[MATERIALS PROVIDED]
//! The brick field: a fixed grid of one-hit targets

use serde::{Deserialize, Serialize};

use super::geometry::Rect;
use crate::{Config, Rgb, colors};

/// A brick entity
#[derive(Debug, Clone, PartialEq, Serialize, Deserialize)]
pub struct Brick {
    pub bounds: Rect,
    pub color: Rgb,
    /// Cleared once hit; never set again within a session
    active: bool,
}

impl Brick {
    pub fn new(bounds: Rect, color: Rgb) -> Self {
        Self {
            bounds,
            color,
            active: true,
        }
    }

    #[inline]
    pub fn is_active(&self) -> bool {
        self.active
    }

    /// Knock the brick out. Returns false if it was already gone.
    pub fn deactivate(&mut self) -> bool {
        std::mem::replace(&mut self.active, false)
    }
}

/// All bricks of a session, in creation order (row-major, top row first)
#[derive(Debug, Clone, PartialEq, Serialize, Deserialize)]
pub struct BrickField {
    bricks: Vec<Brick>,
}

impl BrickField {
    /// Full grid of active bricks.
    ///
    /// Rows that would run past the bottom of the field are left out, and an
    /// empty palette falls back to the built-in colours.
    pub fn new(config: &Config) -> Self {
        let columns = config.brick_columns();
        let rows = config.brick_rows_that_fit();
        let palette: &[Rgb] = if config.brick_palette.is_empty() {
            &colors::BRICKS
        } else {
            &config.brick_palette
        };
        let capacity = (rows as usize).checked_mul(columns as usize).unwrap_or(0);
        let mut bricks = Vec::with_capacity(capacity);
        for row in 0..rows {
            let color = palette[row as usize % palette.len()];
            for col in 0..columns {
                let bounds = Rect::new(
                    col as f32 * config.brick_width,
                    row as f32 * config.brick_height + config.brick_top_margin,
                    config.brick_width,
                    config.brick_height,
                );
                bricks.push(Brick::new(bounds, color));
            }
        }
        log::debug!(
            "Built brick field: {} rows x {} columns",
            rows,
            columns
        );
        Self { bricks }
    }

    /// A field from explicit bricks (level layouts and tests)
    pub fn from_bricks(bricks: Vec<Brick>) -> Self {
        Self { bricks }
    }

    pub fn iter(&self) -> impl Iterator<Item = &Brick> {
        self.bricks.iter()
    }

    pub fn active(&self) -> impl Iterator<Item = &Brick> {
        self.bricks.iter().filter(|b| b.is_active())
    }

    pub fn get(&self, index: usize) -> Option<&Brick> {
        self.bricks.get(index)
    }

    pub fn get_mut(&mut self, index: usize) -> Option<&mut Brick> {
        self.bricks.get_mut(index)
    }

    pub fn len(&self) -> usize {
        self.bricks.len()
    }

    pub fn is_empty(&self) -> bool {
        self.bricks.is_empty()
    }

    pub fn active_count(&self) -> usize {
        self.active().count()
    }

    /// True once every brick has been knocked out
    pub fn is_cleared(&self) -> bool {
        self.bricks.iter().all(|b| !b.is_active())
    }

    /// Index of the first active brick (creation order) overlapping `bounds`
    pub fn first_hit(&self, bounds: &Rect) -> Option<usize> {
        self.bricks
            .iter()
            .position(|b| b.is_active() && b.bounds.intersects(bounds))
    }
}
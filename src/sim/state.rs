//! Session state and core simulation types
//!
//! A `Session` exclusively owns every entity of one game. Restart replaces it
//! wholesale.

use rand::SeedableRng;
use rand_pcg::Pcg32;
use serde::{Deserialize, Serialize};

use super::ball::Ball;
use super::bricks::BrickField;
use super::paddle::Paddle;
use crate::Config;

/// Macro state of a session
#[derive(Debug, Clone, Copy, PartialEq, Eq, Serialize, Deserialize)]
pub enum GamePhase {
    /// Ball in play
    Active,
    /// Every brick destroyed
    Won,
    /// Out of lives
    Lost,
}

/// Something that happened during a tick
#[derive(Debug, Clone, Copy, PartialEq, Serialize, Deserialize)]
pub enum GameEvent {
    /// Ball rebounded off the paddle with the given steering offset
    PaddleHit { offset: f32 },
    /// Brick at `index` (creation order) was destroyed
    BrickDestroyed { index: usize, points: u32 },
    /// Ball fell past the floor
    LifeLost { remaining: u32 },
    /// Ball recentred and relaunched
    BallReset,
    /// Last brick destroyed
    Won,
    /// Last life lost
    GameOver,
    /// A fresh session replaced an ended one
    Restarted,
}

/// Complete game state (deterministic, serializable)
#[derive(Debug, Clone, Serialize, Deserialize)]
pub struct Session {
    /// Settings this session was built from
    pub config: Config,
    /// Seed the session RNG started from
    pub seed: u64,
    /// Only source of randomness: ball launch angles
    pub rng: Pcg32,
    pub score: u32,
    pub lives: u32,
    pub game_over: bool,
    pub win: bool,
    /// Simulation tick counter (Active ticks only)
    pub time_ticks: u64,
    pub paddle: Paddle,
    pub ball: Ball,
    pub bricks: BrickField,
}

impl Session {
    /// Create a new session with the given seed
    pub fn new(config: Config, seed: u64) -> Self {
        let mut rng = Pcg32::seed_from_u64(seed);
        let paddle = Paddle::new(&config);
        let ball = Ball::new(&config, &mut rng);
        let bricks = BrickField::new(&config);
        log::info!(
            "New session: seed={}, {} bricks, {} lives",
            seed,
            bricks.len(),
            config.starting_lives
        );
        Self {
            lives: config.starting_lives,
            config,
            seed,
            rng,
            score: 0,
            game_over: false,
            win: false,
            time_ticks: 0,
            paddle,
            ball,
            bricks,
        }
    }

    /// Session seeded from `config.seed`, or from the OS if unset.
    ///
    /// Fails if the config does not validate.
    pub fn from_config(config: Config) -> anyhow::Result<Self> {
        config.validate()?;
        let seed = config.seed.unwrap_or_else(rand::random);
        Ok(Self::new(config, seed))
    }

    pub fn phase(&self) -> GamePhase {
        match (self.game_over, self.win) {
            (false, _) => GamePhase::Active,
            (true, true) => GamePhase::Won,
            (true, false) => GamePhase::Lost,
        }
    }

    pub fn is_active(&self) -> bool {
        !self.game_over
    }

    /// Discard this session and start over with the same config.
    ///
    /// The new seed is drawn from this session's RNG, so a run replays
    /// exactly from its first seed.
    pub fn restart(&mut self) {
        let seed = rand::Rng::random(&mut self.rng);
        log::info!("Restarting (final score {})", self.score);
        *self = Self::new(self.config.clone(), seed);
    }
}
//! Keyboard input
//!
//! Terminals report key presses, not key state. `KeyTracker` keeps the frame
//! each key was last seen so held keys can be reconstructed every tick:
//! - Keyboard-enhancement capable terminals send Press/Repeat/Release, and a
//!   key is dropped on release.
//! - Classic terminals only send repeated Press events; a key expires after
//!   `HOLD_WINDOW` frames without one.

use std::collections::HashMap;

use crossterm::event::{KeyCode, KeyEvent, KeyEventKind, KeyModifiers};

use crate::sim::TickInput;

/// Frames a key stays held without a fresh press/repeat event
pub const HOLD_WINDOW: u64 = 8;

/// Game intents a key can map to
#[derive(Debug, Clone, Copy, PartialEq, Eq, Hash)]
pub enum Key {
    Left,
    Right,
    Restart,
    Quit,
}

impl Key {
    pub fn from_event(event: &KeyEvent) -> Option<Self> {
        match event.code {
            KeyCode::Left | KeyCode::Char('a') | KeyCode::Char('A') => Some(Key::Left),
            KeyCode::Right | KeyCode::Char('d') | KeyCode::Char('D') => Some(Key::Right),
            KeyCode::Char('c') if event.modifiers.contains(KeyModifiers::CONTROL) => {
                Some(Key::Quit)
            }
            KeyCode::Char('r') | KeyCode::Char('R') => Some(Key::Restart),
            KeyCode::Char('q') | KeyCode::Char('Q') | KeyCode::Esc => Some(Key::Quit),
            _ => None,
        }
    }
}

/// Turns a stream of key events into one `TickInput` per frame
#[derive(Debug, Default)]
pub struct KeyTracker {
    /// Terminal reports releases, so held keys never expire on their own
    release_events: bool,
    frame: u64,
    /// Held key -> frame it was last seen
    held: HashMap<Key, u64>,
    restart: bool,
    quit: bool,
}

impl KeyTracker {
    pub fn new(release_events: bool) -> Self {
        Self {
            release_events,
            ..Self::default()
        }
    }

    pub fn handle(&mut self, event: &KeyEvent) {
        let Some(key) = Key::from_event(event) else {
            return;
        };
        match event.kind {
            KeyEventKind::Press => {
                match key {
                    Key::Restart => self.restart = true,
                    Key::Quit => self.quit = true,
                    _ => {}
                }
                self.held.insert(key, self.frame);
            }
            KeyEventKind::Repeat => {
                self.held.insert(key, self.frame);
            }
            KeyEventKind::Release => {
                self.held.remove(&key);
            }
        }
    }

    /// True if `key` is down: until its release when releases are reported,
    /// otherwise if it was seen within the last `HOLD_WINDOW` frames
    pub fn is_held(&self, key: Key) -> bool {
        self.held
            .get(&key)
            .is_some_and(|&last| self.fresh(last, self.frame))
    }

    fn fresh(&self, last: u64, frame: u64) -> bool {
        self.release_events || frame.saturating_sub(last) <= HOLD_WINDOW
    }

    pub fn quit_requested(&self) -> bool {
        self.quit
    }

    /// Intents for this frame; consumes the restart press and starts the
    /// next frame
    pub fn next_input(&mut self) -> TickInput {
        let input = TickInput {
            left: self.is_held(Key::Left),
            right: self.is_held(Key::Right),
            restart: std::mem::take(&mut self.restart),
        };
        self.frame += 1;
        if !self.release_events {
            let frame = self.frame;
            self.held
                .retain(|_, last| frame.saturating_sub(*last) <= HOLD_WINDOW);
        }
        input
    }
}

[EXERCISE]
Copy only the entries from the first line to the line with "pub fn new(bounds: Rect, color: Rgb)", each exactly as it appears.

[RESPONSE FOR THIS EXERCISE]
//! The brick field: a fixed grid of one-hit targets

use serde::{Deserialize, Serialize};

use super::geometry::Rect;
use crate::{Config, Rgb, colors};

/// A brick entity
#[derive(Debug, Clone, PartialEq, Serialize, Deserialize)]
pub struct Brick {
    pub bounds: Rect,
    pub color: Rgb,
    /// Cleared once hit; never set again within a session
    active: bool,
}

impl Brick {
    pub fn new(bounds: Rect, color: Rgb) -> Self {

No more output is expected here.